Start of PROVIDED MATERIAL

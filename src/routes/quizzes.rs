//! # 퀴즈 API 라우트 핸들러
//!
//! `POST /quizzes` + `{ "previous_questions": [..], "quiz_category": { "id": .. } }`
//! → 아직 출제되지 않은 문제 하나 (`question: null`이면 남은 문제 없음)

use crate::{
    db,
    error::AppError,
    middleware::JsonObject,
    routes::AppState,
    services::{self, QuizRequest},
};
use axum::{extract::State, Json};
use serde_json::{json, Value};

/// 남은 후보 중 하나를 무작위로 골라 반환합니다.
///
/// 반복 출제를 막는 것은 클라이언트가 보내는 `previous_questions`뿐입니다.
pub async fn play_quiz(
    State(state): State<AppState>,
    JsonObject(body): JsonObject,
) -> Result<Json<Value>, AppError> {
    // ── 요청 해석 ── (잘못된 값은 거부하지 않고 "전체"/"제외 없음"으로 해석)
    let request = QuizRequest::from_body(&body);

    // ── 후보 조회 ──
    let candidates =
        db::list_quiz_candidates(&state.pool, request.category, &request.previous_questions)
            .await?;
    tracing::debug!(
        category = ?request.category,
        excluded = request.previous_questions.len(),
        remaining = candidates.len(),
        "Picking quiz question"
    );

    // ── 무작위 선택 ──
    // ThreadRng는 Send가 아니므로 await 지점을 넘기지 않도록 이 문장 안에서만 씁니다.
    let question = services::pick_question(candidates, &mut rand::thread_rng());

    Ok(Json(json!({
        "success": true,
        "question": question,
    })))
}
//! # 퀴즈 출제 서비스
//!
//! `POST /quizzes` 요청 본문을 해석하고, 남은 후보 중 하나를 무작위로 고릅니다.

use crate::models::Question;
use crate::services::coerce;
use rand::seq::SliceRandom;
use rand::Rng;
use serde_json::{Map, Value};

/// 해석된 퀴즈 요청
#[derive(Debug, Clone, PartialEq, Eq, Default)]
pub struct QuizRequest {
    /// 이미 출제된 문제 ID (제외 대상)
    pub previous_questions: Vec<i64>,
    /// None이면 전체 카테고리
    pub category: Option<i64>,
}

impl QuizRequest {
    /// JSON 본문에서 퀴즈 요청을 만듭니다. 이 변환은 실패하지 않습니다.
    ///
    /// - `previous_questions`: 정수로 바꿀 수 없는 항목은 건너뜀, null/누락은 빈 목록
    /// - `quiz_category.id`: 0, 누락, 변환 불가는 모두 "전체 카테고리"
    pub fn from_body(body: &Map<String, Value>) -> Self {
        let mut previous_questions: Vec<i64> = match body.get("previous_questions") {
            Some(Value::Array(ids)) => ids.iter().filter_map(coerce::to_int).collect(),
            _ => Vec::new(),
        };
        previous_questions.sort_unstable();
        previous_questions.dedup();

        let category = body
            .get("quiz_category")
            .and_then(Value::as_object)
            .and_then(|c| c.get("id"))
            .and_then(coerce::to_int)
            .filter(|id| *id != 0);

        Self {
            previous_questions,
            category,
        }
    }
}

/// 후보 중 하나를 균등한 확률로 고릅니다. 후보가 없으면 None.
pub fn pick_question<R: Rng + ?Sized>(candidates: Vec<Question>, rng: &mut R) -> Option<Question> {
    candidates.choose(rng).cloned()
}
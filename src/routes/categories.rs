//! # 카테고리 API 라우트 핸들러
//!
//! ## 엔드포인트
//! - `GET /categories`                → `{ success, categories: {id: type} }`
//! - `GET /categories/{id}/questions` → 해당 카테고리의 문제 전체

use crate::{
    db,
    error::AppError,
    middleware::IdPath,
    models::category_map,
    routes::AppState,
};
use axum::{extract::State, Json};
use serde_json::{json, Value};

/// 전체 카테고리를 `{id: type}` 매핑으로 반환합니다.
///
/// 카테고리가 하나도 없으면 404.
pub async fn list_categories(State(state): State<AppState>) -> Result<Json<Value>, AppError> {
    let categories = category_map(db::list_categories(&state.pool).await?);
    if categories.is_empty() {
        return Err(AppError::NotFound);
    }

    Ok(Json(json!({
        "success": true,
        "categories": categories,
    })))
}

/// 카테고리 하나에 속한 문제를 모두 반환합니다.
///
/// `current_category`에는 카테고리의 표시 이름(type)이 들어갑니다.
pub async fn list_category_questions(
    State(state): State<AppState>,
    IdPath(id): IdPath,
) -> Result<Json<Value>, AppError> {
    // 카테고리가 없으면 404
    let category = db::get_category(&state.pool, id)
        .await?
        .ok_or(AppError::NotFound)?;

    let questions = db::list_questions_by_category(&state.pool, id).await?;

    Ok(Json(json!({
        "success": true,
        "total_questions": questions.len(),
        "questions": questions,
        "current_category": category.kind,
    })))
}

#[cfg(test)]
mod tests {
    use crate::db::test_support::{memory_pool, CATEGORIES};
    use crate::routes::{router, test_support::*, AppState};
    use axum::http::StatusCode;
    use serde_json::json;

    #[tokio::test]
    async fn lists_all_categories_keyed_by_id() {
        let (app, _) = seeded_app().await;
        let (status, body) = send(&app, "GET", "/categories", None).await;

        assert_eq!(status, StatusCode::OK);
        assert_eq!(body["success"], true);
        assert_eq!(body["categories"].as_object().unwrap().len(), CATEGORIES.len());
        assert_eq!(body["categories"]["1"], "Science");
        assert_eq!(body["categories"]["6"], "Sports");
    }

    #[tokio::test]
    async fn empty_category_table_is_not_found() {
        let app = router(AppState { pool: memory_pool().await });
        let (status, body) = send(&app, "GET", "/categories", None).await;

        assert_eq!(status, StatusCode::NOT_FOUND);
        assert_eq!(body["success"], false);
    }

    #[tokio::test]
    async fn questions_by_category() {
        let (app, _) = seeded_app().await;
        let (status, body) = send(&app, "GET", "/categories/1/questions", None).await;

        assert_eq!(status, StatusCode::OK);
        assert_eq!(body["success"], true);
        assert_eq!(body["current_category"], "Science");
        assert_eq!(body["total_questions"], 3);

        let questions = body["questions"].as_array().unwrap();
        assert_eq!(questions.len(), 3);
        assert!(questions.iter().all(|q| q["category"] == json!(1)));
    }

    #[tokio::test]
    async fn unknown_category_is_not_found() {
        let (app, _) = seeded_app().await;

        let (status, body) = send(&app, "GET", "/categories/9999/questions", None).await;
        assert_eq!(status, StatusCode::NOT_FOUND);
        assert_eq!(body["error"], 404);

        let (status, _) = send(&app, "GET", "/categories/science/questions", None).await;
        assert_eq!(status, StatusCode::NOT_FOUND);
    }
}
//! Request and response DTOs for the stile web binding.

use serde::{Deserialize, Serialize};

use crate::db::User;

/// Registration request body.
#[derive(Debug, Clone, Deserialize)]
pub struct RegisterBody {
    /// Desired username.
    pub username: String,
    /// Password.
    pub password: String,
    /// Password confirmation.
    pub password_confirmation: String,
}

/// Login request body.
#[derive(Debug, Clone, Deserialize)]
pub struct LoginBody {
    /// Username.
    pub username: String,
    /// Password.
    pub password: String,
}

/// Public view of a user. Never exposes the password hash.
#[derive(Debug, Clone, Serialize)]
pub struct UserInfo {
    /// User ID.
    pub id: i64,
    /// Username.
    pub username: String,
    /// Account creation timestamp.
    pub created_at: String,
}

impl From<&User> for UserInfo {
    fn from(user: &User) -> Self {
        Self {
            id: user.id,
            username: user.username.clone(),
            created_at: user.created_at.clone(),
        }
    }
}

/// Successful registration or login response.
#[derive(Debug, Serialize)]
pub struct AuthResponse {
    /// Always true on this path.
    pub success: bool,
    /// Opaque session token; carry it in the Authorization header.
    pub session_token: String,
    /// The authenticated user.
    pub user: UserInfo,
}

/// Logout response.
#[derive(Debug, Serialize)]
pub struct LogoutResponse {
    /// Always true: logout cannot fail.
    pub success: bool,
}

/// Identity lookup response.
///
/// Anonymous is a normal outcome, not an error: `authenticated` is false
/// and `user` absent.
#[derive(Debug, Serialize)]
pub struct MeResponse {
    /// Whether the token resolved to an identity.
    pub authenticated: bool,
    /// The resolved user, when authenticated.
    #[serde(skip_serializing_if = "Option::is_none")]
    pub user: Option<UserInfo>,
}
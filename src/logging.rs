//! Logging configuration and initialization for stile.

use std::fs::{self, File};
use std::path::Path;
use std::sync::Arc;

use tracing::Level;
use tracing_subscriber::fmt::writer::MakeWriterExt;
use tracing_subscriber::prelude::*;
use tracing_subscriber::EnvFilter;

use crate::config::LoggingConfig;
use crate::Result;

/// Parse log level string to tracing Level.
fn parse_level(level: &str) -> Level {
    match level.to_lowercase().as_str() {
        "trace" => Level::TRACE,
        "debug" => Level::DEBUG,
        "info" => Level::INFO,
        "warn" | "warning" => Level::WARN,
        "error" => Level::ERROR,
        _ => Level::INFO,
    }
}

/// Initialize the logging system with the given configuration.
///
/// Sets up console output plus file logging when a log file is configured.
pub fn init(config: &LoggingConfig) -> Result<()> {
    let level = parse_level(&config.level);
    let filter = EnvFilter::from_default_env().add_directive(level.into());

    if config.file.is_empty() {
        init_console_only(&config.level);
        return Ok(());
    }

    // Ensure log directory exists
    if let Some(parent) = Path::new(&config.file).parent() {
        if !parent.exists() {
            fs::create_dir_all(parent)?;
        }
    }

    let log_file = File::create(&config.file)?;
    let log_file = Arc::new(log_file);

    let writer = std::io::stdout.and(log_file);

    tracing_subscriber::registry()
        .with(
            tracing_subscriber::fmt::layer()
                .with_writer(writer)
                .with_ansi(false)
                .with_target(true)
                .with_thread_ids(false)
                .with_file(false)
                .with_line_number(false),
        )
        .with(filter)
        .init();

    Ok(())
}

/// Initialize console-only logging (for development/testing).
pub fn init_console_only(level: &str) {
    let level = parse_level(level);
    let filter = EnvFilter::from_default_env().add_directive(level.into());

    tracing_subscriber::registry()
        .with(
            tracing_subscriber::fmt::layer()
                .with_writer(std::io::stdout)
                .with_ansi(true)
                .with_target(true),
        )
        .with(filter)
        .init();
}

#[cfg(test)]
mod tests {
    use super::*;

    #[test]
    fn test_parse_level_known() {
        assert_eq!(parse_level("trace"), Level::TRACE);
        assert_eq!(parse_level("DEBUG"), Level::DEBUG);
        assert_eq!(parse_level("info"), Level::INFO);
        assert_eq!(parse_level("warn"), Level::WARN);
        assert_eq!(parse_level("warning"), Level::WARN);
        assert_eq!(parse_level("ERROR"), Level::ERROR);
    }

    #[test]
    fn test_parse_level_default() {
        assert_eq!(parse_level("invalid"), Level::INFO);
        assert_eq!(parse_level(""), Level::INFO);
    }
}
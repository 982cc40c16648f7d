//! Authentication module for stile.
//!
//! Password hashing, credential validation, session management, and the
//! authentication service that ties them together.

mod password;
mod service;
mod session;
pub mod validation;

pub use password::{hash_password, verify_password, PasswordError};
pub use service::{
    AuthOutcome, AuthService, LoginError, LoginRequest, RegisterError, RegisterRequest,
};
pub use session::{Session, SessionManager, DEFAULT_SESSION_TTL_SECS};
pub use validation::{ErrorCode, Field, FieldError};
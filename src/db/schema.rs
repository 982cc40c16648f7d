//! Database schema and migrations for stile.
//!
//! Migrations are applied sequentially when the database is opened.

/// Database migrations.
///
/// Each migration is a SQL script executed in order. The schema_version
/// table tracks which migrations have been applied.
pub const MIGRATIONS: &[&str] = &[
    // v1: Initial schema - users table
    r#"
-- User records for credential authentication
CREATE TABLE users (
    id          INTEGER PRIMARY KEY AUTOINCREMENT,
    username    TEXT NOT NULL,
    password    TEXT NOT NULL,           -- Argon2 hash, never plaintext
    created_at  TEXT NOT NULL DEFAULT (datetime('now'))
);

-- Storage-level uniqueness backstop: the registration pre-check and the
-- insert are not atomic, so a concurrent duplicate must fail here.
CREATE UNIQUE INDEX idx_users_username_nocase ON users(username COLLATE NOCASE);
"#,
];
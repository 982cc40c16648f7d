//! Router configuration for the stile web binding.

use axum::{
    routing::{get, post},
    Router,
};
use tower::ServiceBuilder;
use tower_http::cors::CorsLayer;
use tower_http::trace::TraceLayer;

use super::handlers::{login, logout, me, register, AppState};

/// Create the main API router.
pub fn create_router(state: AppState) -> Router {
    let auth_routes = Router::new()
        .route("/register", post(register))
        .route("/login", post(login))
        .route("/logout", post(logout))
        .route("/me", get(me));

    let api_routes = Router::new().nest("/auth", auth_routes);

    Router::new()
        .nest("/api", api_routes)
        .route("/health", get(health_check))
        .layer(
            ServiceBuilder::new()
                .layer(TraceLayer::new_for_http())
                .layer(CorsLayer::permissive()),
        )
        .with_state(state)
}

/// Health check handler.
async fn health_check() -> &'static str {
    "OK"
}
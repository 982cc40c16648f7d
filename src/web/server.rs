//! HTTP server startup for stile.

use axum::Router;
use tokio::net::TcpListener;
use tracing::info;

use crate::config::ServerConfig;
use crate::Result;

/// Bind and serve the API until the process is stopped.
pub async fn serve(config: &ServerConfig, router: Router) -> Result<()> {
    let addr = format!("{}:{}", config.host, config.port);
    let listener = TcpListener::bind(&addr).await?;

    info!("Listening on {}", listener.local_addr()?);
    axum::serve(listener, router).await?;

    Ok(())
}
//! Password hashing and verification for stile.
//!
//! Uses Argon2id. Hashes are PHC-formatted strings with a per-call random
//! salt, so hashing the same password twice yields different outputs.
//! Length policy (5-20 characters) is enforced upstream by
//! [`crate::auth::validation`], not here.

use argon2::{
    password_hash::{PasswordHash, PasswordHasher, PasswordVerifier, SaltString},
    Argon2, Params,
};
use rand_core::OsRng;
use thiserror::Error;

/// Password hashing errors.
#[derive(Error, Debug)]
pub enum PasswordError {
    /// Password hashing failed.
    #[error("password hashing failed: {0}")]
    HashError(String),
}

/// Create the Argon2 hasher with recommended parameters.
///
/// Parameters:
/// - Memory cost: 64 MB (65536 KiB)
/// - Time cost: 3 iterations
/// - Parallelism: 4 threads
fn create_argon2() -> Argon2<'static> {
    let m_cost = 65536;
    let t_cost = 3;
    let p_cost = 4;

    let params = Params::new(m_cost, t_cost, p_cost, None).expect("valid Argon2 params");
    Argon2::new(argon2::Algorithm::Argon2id, argon2::Version::V0x13, params)
}

/// Hash a password using Argon2id.
///
/// Returns a PHC-formatted hash string that embeds the salt and parameters.
///
/// # Examples
///
/// ```
/// use stile::hash_password;
///
/// let hash = hash_password("my_password").unwrap();
/// assert!(hash.starts_with("$argon2id$"));
/// ```
pub fn hash_password(password: &str) -> Result<String, PasswordError> {
    let salt = SaltString::generate(&mut OsRng);

    let argon2 = create_argon2();
    let hash = argon2
        .hash_password(password.as_bytes(), &salt)
        .map_err(|e| PasswordError::HashError(e.to_string()))?;

    Ok(hash.to_string())
}

/// Verify a password against a stored hash.
///
/// Returns `false` for a wrong password and also for a malformed or
/// foreign-format stored hash; verification never fails with an error.
/// The comparison runs in constant time within the argon2 verifier.
///
/// # Examples
///
/// ```
/// use stile::{hash_password, verify_password};
///
/// let hash = hash_password("my_password").unwrap();
/// assert!(verify_password("my_password", &hash));
/// assert!(!verify_password("wrong_password", &hash));
/// assert!(!verify_password("my_password", "not a phc string"));
/// ```
pub fn verify_password(password: &str, stored_hash: &str) -> bool {
    let parsed_hash = match PasswordHash::new(stored_hash) {
        Ok(h) => h,
        Err(_) => {
            tracing::debug!("stored hash is not a valid PHC string");
            return false;
        }
    };

    // Parameters come from the parsed hash, not from create_argon2()
    Argon2::default()
        .verify_password(password.as_bytes(), &parsed_hash)
        .is_ok()
}
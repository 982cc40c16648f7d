//! Web API binding for stile.
//!
//! Exposes registration, login, logout, and identity lookup over HTTP.
//! The transport only carries the opaque session token.

pub mod dto;
pub mod error;
pub mod handlers;
pub mod router;
pub mod server;

pub use error::{ApiError, ApiErrorCode};
pub use handlers::AppState;
pub use router::create_router;
pub use server::serve;
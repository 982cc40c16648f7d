//! Credential input validation for stile.
//!
//! Validation is an explicit, composable step producing a structured list of
//! field errors. All structural violations are enumerated, not
//! short-circuited, so a caller can report every problem at once.

use serde::Serialize;
use std::fmt;

/// Minimum username length (inclusive).
pub const MIN_USERNAME_LENGTH: usize = 4;

/// Maximum username length (inclusive).
pub const MAX_USERNAME_LENGTH: usize = 15;

/// Minimum password length (inclusive).
pub const MIN_PASSWORD_LENGTH: usize = 5;

/// Maximum password length (inclusive).
pub const MAX_PASSWORD_LENGTH: usize = 20;

/// The input field an error is attached to.
#[derive(Debug, Clone, Copy, PartialEq, Eq, Serialize)]
#[serde(rename_all = "lowercase")]
pub enum Field {
    Username,
    Password,
}

impl Field {
    /// Stable field name as it appears on the wire.
    pub fn as_str(&self) -> &'static str {
        match self {
            Field::Username => "username",
            Field::Password => "password",
        }
    }
}

impl fmt::Display for Field {
    fn fmt(&self, f: &mut fmt::Formatter<'_>) -> fmt::Result {
        write!(f, "{}", self.as_str())
    }
}

/// Stable error codes for field errors.
#[derive(Debug, Clone, Copy, PartialEq, Eq, Serialize)]
#[serde(rename_all = "lowercase")]
pub enum ErrorCode {
    /// The field is blank or missing.
    Required,
    /// The field is outside its length bounds.
    Length,
    /// The username is already taken.
    AlreadyExists,
    /// Password and confirmation differ.
    Mismatch,
    /// Credentials did not match any account. Deliberately generic.
    Invalid,
}

impl ErrorCode {
    /// Stable code string as it appears on the wire.
    pub fn as_str(&self) -> &'static str {
        match self {
            ErrorCode::Required => "required",
            ErrorCode::Length => "length",
            ErrorCode::AlreadyExists => "alreadyexists",
            ErrorCode::Mismatch => "mismatch",
            ErrorCode::Invalid => "invalid",
        }
    }
}

impl fmt::Display for ErrorCode {
    fn fmt(&self, f: &mut fmt::Formatter<'_>) -> fmt::Result {
        write!(f, "{}", self.as_str())
    }
}

/// A single validation failure, tagged to a field.
#[derive(Debug, Clone, PartialEq, Eq, Serialize)]
pub struct FieldError {
    /// Which field failed.
    pub field: Field,
    /// Stable error code.
    pub code: ErrorCode,
    /// Human-readable message.
    pub message: String,
}

impl FieldError {
    /// Create a field error.
    pub fn new(field: Field, code: ErrorCode, message: impl Into<String>) -> Self {
        Self {
            field,
            code,
            message: message.into(),
        }
    }

    /// The conflict error for a duplicate username.
    pub fn username_taken() -> Self {
        Self::new(
            Field::Username,
            ErrorCode::AlreadyExists,
            "A user with that username already exists",
        )
    }

    /// The error for a password confirmation that doesn't match.
    pub fn password_mismatch() -> Self {
        Self::new(Field::Password, ErrorCode::Mismatch, "Passwords do not match")
    }

    /// The generic bad-credentials error.
    ///
    /// Used for both unknown-username and wrong-password so the two cases
    /// are indistinguishable to the caller.
    pub fn invalid_credentials() -> Self {
        Self::new(
            Field::Password,
            ErrorCode::Invalid,
            "Credentials invalid. Please try again with correct username/password combination.",
        )
    }
}

impl fmt::Display for FieldError {
    fn fmt(&self, f: &mut fmt::Formatter<'_>) -> fmt::Result {
        write!(f, "{}.{}: {}", self.field, self.code, self.message)
    }
}

/// Validate a username: non-blank, 4-15 characters inclusive.
///
/// Lengths are counted in characters, not bytes.
pub fn validate_username(username: &str) -> Option<FieldError> {
    if username.trim().is_empty() {
        return Some(FieldError::new(
            Field::Username,
            ErrorCode::Required,
            "Username is required.",
        ));
    }

    let len = username.chars().count();
    if !(MIN_USERNAME_LENGTH..=MAX_USERNAME_LENGTH).contains(&len) {
        return Some(FieldError::new(
            Field::Username,
            ErrorCode::Length,
            format!(
                "Invalid username. Must be {MIN_USERNAME_LENGTH}-{MAX_USERNAME_LENGTH} characters long."
            ),
        ));
    }

    None
}

/// Validate a password: non-blank, 5-20 characters inclusive.
pub fn validate_password(password: &str) -> Option<FieldError> {
    if password.trim().is_empty() {
        return Some(FieldError::new(
            Field::Password,
            ErrorCode::Required,
            "Password is required.",
        ));
    }

    let len = password.chars().count();
    if !(MIN_PASSWORD_LENGTH..=MAX_PASSWORD_LENGTH).contains(&len) {
        return Some(FieldError::new(
            Field::Password,
            ErrorCode::Length,
            format!(
                "Invalid password. Must be {MIN_PASSWORD_LENGTH}-{MAX_PASSWORD_LENGTH} characters long."
            ),
        ));
    }

    None
}

/// Validate a username/password pair, collecting every violation.
///
/// Used by both registration and login; the two share the same structural
/// bounds.
pub fn validate_credentials(username: &str, password: &str) -> Vec<FieldError> {
    let mut errors = Vec::new();
    errors.extend(validate_username(username));
    errors.extend(validate_password(password));
    errors
}

#[cfg(test)]
mod tests {
    use super::*;

    #[test]
    fn test_validate_username_valid() {
        assert!(validate_username("john").is_none());
        assert!(validate_username("john_doe").is_none());
        assert!(validate_username("a".repeat(15).as_str()).is_none());
    }

    #[test]
    fn test_validate_username_boundaries() {
        // 3 rejected, 4 accepted; 15 accepted, 16 rejected
        assert_eq!(
            validate_username("abc").unwrap().code,
            ErrorCode::Length
        );
        assert!(validate_username("abcd").is_none());
        assert!(validate_username("a".repeat(15).as_str()).is_none());
        assert_eq!(
            validate_username("a".repeat(16).as_str()).unwrap().code,
            ErrorCode::Length
        );
    }

    #[test]
    fn test_validate_username_blank() {
        let err = validate_username("").unwrap();
        assert_eq!(err.field, Field::Username);
        assert_eq!(err.code, ErrorCode::Required);

        // Whitespace-only counts as blank, not as a length violation
        let err = validate_username("      ").unwrap();
        assert_eq!(err.code, ErrorCode::Required);
    }

    #[test]
    fn test_validate_username_chars_not_bytes() {
        // 4 multi-byte characters pass the lower bound
        assert!(validate_username("ユーザー").is_none());
    }

    #[test]
    fn test_validate_password_boundaries() {
        assert_eq!(
            validate_password("abcd").unwrap().code,
            ErrorCode::Length
        );
        assert!(validate_password("abcde").is_none());
        assert!(validate_password("a".repeat(20).as_str()).is_none());
        assert_eq!(
            validate_password("a".repeat(21).as_str()).unwrap().code,
            ErrorCode::Length
        );
    }

    #[test]
    fn test_validate_password_blank() {
        let err = validate_password("").unwrap();
        assert_eq!(err.field, Field::Password);
        assert_eq!(err.code, ErrorCode::Required);
    }

    #[test]
    fn test_validate_credentials_collects_all() {
        let errors = validate_credentials("ab", "x");
        assert_eq!(errors.len(), 2);
        assert_eq!(errors[0].field, Field::Username);
        assert_eq!(errors[1].field, Field::Password);
    }

    #[test]
    fn test_validate_credentials_valid() {
        assert!(validate_credentials("alice1", "secret12").is_empty());
    }

    #[test]
    fn test_canned_errors() {
        let taken = FieldError::username_taken();
        assert_eq!(taken.field, Field::Username);
        assert_eq!(taken.code, ErrorCode::AlreadyExists);

        let mismatch = FieldError::password_mismatch();
        assert_eq!(mismatch.field, Field::Password);
        assert_eq!(mismatch.code, ErrorCode::Mismatch);

        let invalid = FieldError::invalid_credentials();
        assert_eq!(invalid.code, ErrorCode::Invalid);
    }

    #[test]
    fn test_wire_names() {
        assert_eq!(Field::Username.as_str(), "username");
        assert_eq!(ErrorCode::AlreadyExists.as_str(), "alreadyexists");
        assert_eq!(ErrorCode::Mismatch.as_str(), "mismatch");
    }

    #[test]
    fn test_field_error_serialization() {
        let err = FieldError::username_taken();
        let json = serde_json::to_value(&err).unwrap();
        assert_eq!(json["field"], "username");
        assert_eq!(json["code"], "alreadyexists");
        assert_eq!(json["message"], "A user with that username already exists");
    }

    #[test]
    fn test_field_error_display() {
        let err = FieldError::new(Field::Username, ErrorCode::Required, "Username is required.");
        assert_eq!(err.to_string(), "username.required: Username is required.");
    }
}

End of PROVIDED MATERIAL

• _AIM OF THE TASK_
Whenever the string "contains" occurs in a line of the entries above, copy that line.

• _RESULT OF THE EXERCISE_
    if !(MIN_USERNAME_LENGTH..=MAX_USERNAME_LENGTH).contains(&len) {
    if !(MIN_PASSWORD_LENGTH..=MAX_PASSWORD_LENGTH).contains(&len) {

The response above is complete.